Deciding to become a jockey is unlike choosing most other career paths. For one thing, it is often a decision made very young. Someone who has not grown up around horses, if not riding daily, is going to struggle to go down this route. For another, you have to fit very specific physical criteria.

However, it is a very rewarding career and one that has plenty of thrills. Even if you’re not going to be known as the best in the world, you can still make it work as a professional. And if going pro is not for you, being a jockey can still be incredibly fun and exciting.

Here are some steps to consider when choosing to become a jockey.

Own a pet

Anyone who wants to work with horses should grow up around horses or should have been raised around pets. This isn’t a choice you could have made at the time, of course, but it will nonetheless impact your options. If your child expresses an interest in becoming a jockey one day, you can help them out by getting a pet.

Everyone should own a pet in my opinion. While there is admin involved, there are also tools to make it much easier, such as the best pet insurance in 2019. Hopefully, you got the chance to grow up side-by-side with a pet, and are now ready to work so closely with animals.

Cutting it down to size

Unfortunately, one of the natural determinants of whether you can succeed as a jockey is your size. You can become a jockey if you weigh between 100 and 118 pounds. This is, of course, a very narrow margin, and it rules out almost everyone above 5’6”.

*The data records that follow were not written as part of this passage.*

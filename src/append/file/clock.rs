// Copyright 2024 FastLabs Developers
//
// Licensed under the Apache License, Version 2.0 (the "License");
// you may not use this file except in compliance with the License.
// You may obtain a copy of the License at
//
//     http://www.apache.org/licenses/LICENSE-2.0
//
// Unless required by applicable law or agreed to in writing, software
// distributed under the License is distributed on an "AS IS" BASIS,
// WITHOUT WARRANTIES OR CONDITIONS OF ANY KIND, either express or implied.
// See the License for the specific language governing permissions and
// limitations under the License.

#[cfg(test)]
use std::sync::Arc;
#[cfg(test)]
use std::sync::Mutex;

use jiff::Timestamp;
use jiff::Zoned;
use jiff::tz::TimeZone;

/// The time source of a rolling file writer.
#[derive(Debug)]
pub enum Clock {
    /// The system clock, observed in the given timezone.
    System(TimeZone),
    #[cfg(test)]
    Manual(ManualClock),
}

impl Clock {
    pub fn now(&self) -> Zoned {
        match self {
            Clock::System(tz) => Timestamp::now().to_zoned(tz.clone()),
            #[cfg(test)]
            Clock::Manual(clock) => clock.now(),
        }
    }

    pub fn timezone(&self) -> TimeZone {
        match self {
            Clock::System(tz) => tz.clone(),
            #[cfg(test)]
            Clock::Manual(clock) => clock.now().time_zone().clone(),
        }
    }

    #[cfg(test)]
    pub fn set_now(&mut self, now: Zoned) {
        if let Clock::Manual(clock) = self {
            clock.set_now(now);
        }
    }
}

/// A clock that only moves when told to. Clones share the same time.
#[derive(Debug, Clone)]
#[cfg(test)]
pub struct ManualClock {
    now: Arc<Mutex<Zoned>>,
}

#[cfg(test)]
impl ManualClock {
    pub fn new(now: Zoned) -> ManualClock {
        ManualClock {
            now: Arc::new(Mutex::new(now)),
        }
    }

    pub fn set_now(&self, now: Zoned) {
        *self.now.lock().unwrap() = now;
    }

    fn now(&self) -> Zoned {
        self.now.lock().unwrap().clone()
    }
}
#[cfg(test)]
mod tests {
    use std::cmp::min;
    use std::fs;
    use std::io::Write;
    use std::num::NonZeroUsize;
    use std::str::FromStr;

    use jiff::Span;
    use jiff::Zoned;
    use rand::Rng;
    use rand::distr::Alphanumeric;
    use tempfile::TempDir;

    use crate::append::file::clock::Clock;
    use crate::append::file::clock::ManualClock;
    use crate::append::file::rolling::RollingFileWriterBuilder;
    use crate::append::file::rotation::Rotation;
    use crate::trap::BestEffortTrap;

    fn file_names(dir: &TempDir) -> Vec<String> {
        let mut names = fs::read_dir(dir.path())
            .unwrap()
            .map(|entry| entry.unwrap().file_name().into_string().unwrap())
            .collect::<Vec<_>>();
        names.sort();
        names
    }

    #[test]
    fn test_file_rolling_via_file_size() {
        test_file_rolling_for_specific_file_size(3, 1000);
        test_file_rolling_for_specific_file_size(3, 10000);
        test_file_rolling_for_specific_file_size(10, 8888);
        test_file_rolling_for_specific_file_size(20, 6666);
    }

    fn test_file_rolling_for_specific_file_size(retention: usize, max_size: usize) {
        let max_size = NonZeroUsize::new(max_size).unwrap();
        let temp_dir = TempDir::new().unwrap();

        let mut writer = RollingFileWriterBuilder::new(temp_dir.as_ref(), "test.log")
            .retention(retention)
            .max_file_size(max_size)
            .build()
            .unwrap();

        for _ in 1..=(retention * 2) {
            let mut written = 0;
            while written < max_size.get() {
                let rand_str = generate_random_string();
                written += rand_str.len();
                assert_eq!(writer.write(rand_str.as_bytes()).unwrap(), rand_str.len());
            }
            writer.flush().unwrap();

            let current_len = fs::metadata(writer.current_path()).unwrap().len();
            assert_eq!(writer.state.current_filesize as u64, current_len);
            // the active file plus at most `retention` archives, none reaching the limit
            let entries = fs::read_dir(&writer.state.log_dir)
                .unwrap()
                .map(|entry| entry.unwrap())
                .collect::<Vec<_>>();
            assert!(entries.len() <= retention + 1);
            for entry in entries {
                assert!(entry.metadata().unwrap().len() < max_size.get() as u64);
            }
        }

        assert_eq!(
            fs::read_dir(&writer.state.log_dir).unwrap().count(),
            retention + 1
        );
    }

    #[test]
    fn test_size_backups_are_numbered_newest_first() {
        let temp_dir = TempDir::new().unwrap();
        let mut writer = RollingFileWriterBuilder::new(temp_dir.as_ref(), "app.log")
            .retention(2)
            .max_file_size(NonZeroUsize::new(4).unwrap())
            .build()
            .unwrap();

        for payload in ["aaaa", "bbbb", "cccc", "dddd"] {
            writer.write_all(payload.as_bytes()).unwrap();
        }
        writer.flush().unwrap();

        assert_eq!(file_names(&temp_dir), ["app.log", "app.log.1", "app.log.2"]);
        let read = |name: &str| fs::read_to_string(temp_dir.path().join(name)).unwrap();
        assert_eq!(read("app.log"), "dddd");
        assert_eq!(read("app.log.1"), "cccc");
        assert_eq!(read("app.log.2"), "bbbb");
    }

    #[test]
    fn test_below_max_size_keeps_single_file() {
        let temp_dir = TempDir::new().unwrap();
        let mut writer = RollingFileWriterBuilder::new(temp_dir.as_ref(), "app.log")
            .retention(10)
            .max_file_size(NonZeroUsize::new(1024).unwrap())
            .build()
            .unwrap();

        for _ in 0..10 {
            writer.write_all(b"0123456789\n").unwrap();
        }
        writer.flush().unwrap();

        assert_eq!(file_names(&temp_dir), ["app.log"]);
    }

    #[test]
    fn test_zero_retention_truncates() {
        let temp_dir = TempDir::new().unwrap();
        let mut writer = RollingFileWriterBuilder::new(temp_dir.as_ref(), "app.log")
            .retention(0)
            .max_file_size(NonZeroUsize::new(4).unwrap())
            .build()
            .unwrap();

        writer.write_all(b"aaaa").unwrap();
        writer.write_all(b"bb").unwrap();
        writer.flush().unwrap();

        assert_eq!(file_names(&temp_dir), ["app.log"]);
        let content = fs::read_to_string(temp_dir.path().join("app.log")).unwrap();
        assert_eq!(content, "bb");
    }

    #[test]
    fn test_reopen_continues_existing_file() {
        let temp_dir = TempDir::new().unwrap();
        fs::write(temp_dir.path().join("app.log"), "abc").unwrap();

        let mut writer = RollingFileWriterBuilder::new(temp_dir.as_ref(), "app.log")
            .max_file_size(NonZeroUsize::new(5).unwrap())
            .build()
            .unwrap();
        assert_eq!(writer.state.current_filesize, 3);

        writer.write_all(b"de").unwrap();
        writer.write_all(b"f").unwrap();
        writer.flush().unwrap();

        let read = |name: &str| fs::read_to_string(temp_dir.path().join(name)).unwrap();
        assert_eq!(read("app.log.1"), "abc");
        assert_eq!(read("app.log"), "def");
    }

    #[test]
    fn test_rolls_before_reaching_max_size() {
        let temp_dir = TempDir::new().unwrap();
        let mut writer = RollingFileWriterBuilder::new(temp_dir.as_ref(), "app.log")
            .retention(3)
            .max_file_size(NonZeroUsize::new(10).unwrap())
            .build()
            .unwrap();

        // an oversized line still lands whole in an empty file
        writer.write_all(b"0123456789abc").unwrap();
        writer.write_all(b"12345").unwrap();
        writer.write_all(b"6789").unwrap();
        writer.write_all(b"x").unwrap();
        writer.flush().unwrap();

        let read = |name: &str| fs::read_to_string(temp_dir.path().join(name)).unwrap();
        assert_eq!(file_names(&temp_dir), ["app.log", "app.log.1", "app.log.2"]);
        assert_eq!(read("app.log.2"), "0123456789abc");
        assert_eq!(read("app.log.1"), "123456789");
        assert_eq!(read("app.log"), "x");
    }

    #[test]
    fn test_failed_rollover_is_retried() {
        let temp_dir = TempDir::new().unwrap();
        let log_dir = temp_dir.path().join("logs");
        let mut writer = RollingFileWriterBuilder::new(&log_dir, "app.log")
            .retention(2)
            .max_file_size(NonZeroUsize::new(4).unwrap())
            .trap(BestEffortTrap::default())
            .build()
            .unwrap();

        writer.write_all(b"aaaa").unwrap();
        fs::remove_dir_all(&log_dir).unwrap();
        assert!(writer.write_all(b"bbbb").is_err());
        assert!(writer.write_all(b"cccc").is_err());

        fs::create_dir_all(&log_dir).unwrap();
        writer.write_all(b"dddd").unwrap();
        writer.flush().unwrap();

        let names = fs::read_dir(&log_dir)
            .unwrap()
            .map(|entry| entry.unwrap().file_name().into_string().unwrap())
            .collect::<Vec<_>>();
        assert_eq!(names, ["app.log"]);
        assert_eq!(fs::read_to_string(log_dir.join("app.log")).unwrap(), "dddd");
        assert_eq!(writer.state.current_filesize, 4);
    }

    #[test]
    fn test_file_rolling_via_time_rotation() {
        test_file_rolling_for_specific_time_rotation(
            Rotation::Hourly,
            Span::new().hours(1),
            Span::new().minutes(1),
        );
        test_file_rolling_for_specific_time_rotation(
            Rotation::Daily,
            Span::new().days(1),
            Span::new().hours(1),
        );
    }

    fn test_file_rolling_for_specific_time_rotation(
        rotation: Rotation,
        rotation_duration: Span,
        write_interval: Span,
    ) {
        let retention = 10;
        let temp_dir = TempDir::new().unwrap();

        let start_time = Zoned::from_str("2024-08-10T00:00:00[UTC]").unwrap();
        let mut writer = RollingFileWriterBuilder::new(temp_dir.as_ref(), "test.log")
            .rotation(rotation)
            .retention(retention)
            .clock(Clock::Manual(ManualClock::new(start_time.clone())))
            .build()
            .unwrap();

        let mut cur_time = start_time;

        for i in 1..=(retention * 2) {
            let mut expected_file_size = 0;
            let end_time = &cur_time + rotation_duration;
            while cur_time < end_time {
                writer.state.clock.set_now(cur_time.clone());

                let rand_str = generate_random_string();
                expected_file_size += rand_str.len();

                assert_eq!(writer.write(rand_str.as_bytes()).unwrap(), rand_str.len());
                assert_eq!(writer.state.current_filesize, expected_file_size);

                cur_time += write_interval;
            }

            writer.flush().unwrap();
            assert_eq!(
                fs::read_dir(&writer.state.log_dir).unwrap().count(),
                min(i, retention + 1)
            );
        }
    }

    #[test]
    fn test_daily_archives_are_named_by_closed_period() {
        let temp_dir = TempDir::new().unwrap();
        let start_time = Zoned::from_str("2024-08-10T23:30:00[UTC]").unwrap();
        let mut writer = RollingFileWriterBuilder::new(temp_dir.as_ref(), "svc-debug.log")
            .rotation(Rotation::Daily)
            .retention(2)
            .clock(Clock::Manual(ManualClock::new(start_time)))
            .build()
            .unwrap();

        for now in [
            "2024-08-10T23:59:59[UTC]",
            "2024-08-11T00:00:00[UTC]",
            "2024-08-12T08:00:00[UTC]",
            "2024-08-13T08:00:00[UTC]",
        ] {
            writer.state.clock.set_now(Zoned::from_str(now).unwrap());
            writer.write_all(now.as_bytes()).unwrap();
        }
        writer.flush().unwrap();

        assert_eq!(
            file_names(&temp_dir),
            [
                "svc-debug.log",
                "svc-debug.log.2024-08-11",
                "svc-debug.log.2024-08-12",
            ]
        );
    }

    #[test]
    fn test_hourly_archive_names() {
        let temp_dir = TempDir::new().unwrap();
        let start_time = Zoned::from_str("2024-08-10T17:05:00[UTC]").unwrap();
        let mut writer = RollingFileWriterBuilder::new(temp_dir.as_ref(), "svc.log")
            .rotation(Rotation::Hourly)
            .retention(5)
            .clock(Clock::Manual(ManualClock::new(start_time)))
            .build()
            .unwrap();

        writer.write_all(b"first").unwrap();
        writer
            .state
            .clock
            .set_now(Zoned::from_str("2024-08-10T18:00:01[UTC]").unwrap());
        writer.write_all(b"second").unwrap();
        writer.flush().unwrap();

        assert_eq!(file_names(&temp_dir), ["svc.log", "svc.log.2024-08-10_17"]);
    }

    #[test]
    fn test_unrelated_files_are_never_deleted() {
        let temp_dir = TempDir::new().unwrap();
        fs::write(temp_dir.path().join("svc-debug.log"), "debug").unwrap();
        fs::write(temp_dir.path().join("svc.log.notes"), "notes").unwrap();

        let mut writer = RollingFileWriterBuilder::new(temp_dir.as_ref(), "svc.log")
            .retention(1)
            .max_file_size(NonZeroUsize::new(1).unwrap())
            .build()
            .unwrap();
        for _ in 0..5 {
            writer.write_all(b"x").unwrap();
        }
        writer.flush().unwrap();

        assert_eq!(
            file_names(&temp_dir),
            ["svc-debug.log", "svc.log", "svc.log.1", "svc.log.notes"]
        );
    }

    #[test]
    fn test_file_rolling_via_file_size_and_time_rotation() {
        let retention = 10;
        let file_size = NonZeroUsize::new(500).unwrap();
        let temp_dir = TempDir::new().unwrap();

        let start_time = Zoned::from_str("2024-08-10T00:00:00[UTC]").unwrap();
        let mut writer = RollingFileWriterBuilder::new(temp_dir.as_ref(), "test.log")
            .rotation(Rotation::Hourly)
            .retention(retention)
            .max_file_size(file_size)
            .clock(Clock::Manual(ManualClock::new(start_time.clone())))
            .build()
            .unwrap();

        let mut cur_time = start_time;
        for _ in 0..2000 {
            writer.state.clock.set_now(cur_time.clone());
            writer.write_all(generate_random_string().as_bytes()).unwrap();
            cur_time += Span::new().minutes(1);
        }
        writer.flush().unwrap();

        assert!(fs::read_dir(&writer.state.log_dir).unwrap().count() <= retention + 1);
    }

    fn generate_random_string() -> String {
        let mut rng = rand::rng();
        let len = rng.random_range(50..=100);
        let random_string: String = std::iter::repeat(())
            .map(|()| rng.sample(Alphanumeric))
            .map(char::from)
            .take(len)
            .collect();

        random_string
    }
}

You can bring your weight down even if you are a little bit taller, but you also need to be strong and fit as a jockey, and that is impossible if you are undernourished. If you are the right height to be a jockey, you are going to need to follow a very strict diet, as well as a very particular workout regimen so that you do not bulk up too much while getting fit.

Train

You don’t need to train with a particular academy or under a specific curriculum to become a jockey in the US. As long as you know how to race, you are fully qualified. However, the North American Racing Academy does offer a two-year program that will help you attain the professionalism necessary.

Alternatively, there are many excellent trainers available throughout the country. Find the person who is best suited to training you, and you’ll be well-placed to get the skills you need to become a professional jockey.

Complete an apprenticeship

Depending on where you are, you may have to complete an apprenticeship before you can apply for your professional jockey license. This will involve working with professional jockeys as well as taking care of horses and working in stables.

Maintenance

At this point, your career depends both on the skills you hone during your apprenticeship as well as how well you maintain your suitability. It is crucial that you keep to your weight requirements, eating correctly and working out appropriately. Because it is such a physical endeavor, there can be no vacations from staying fit.

Choosing to be a jockey is the first step on the way to a fulfilling, exciting career. Make sure you are the right size and have the resources to become a jockey, and get started on your journey.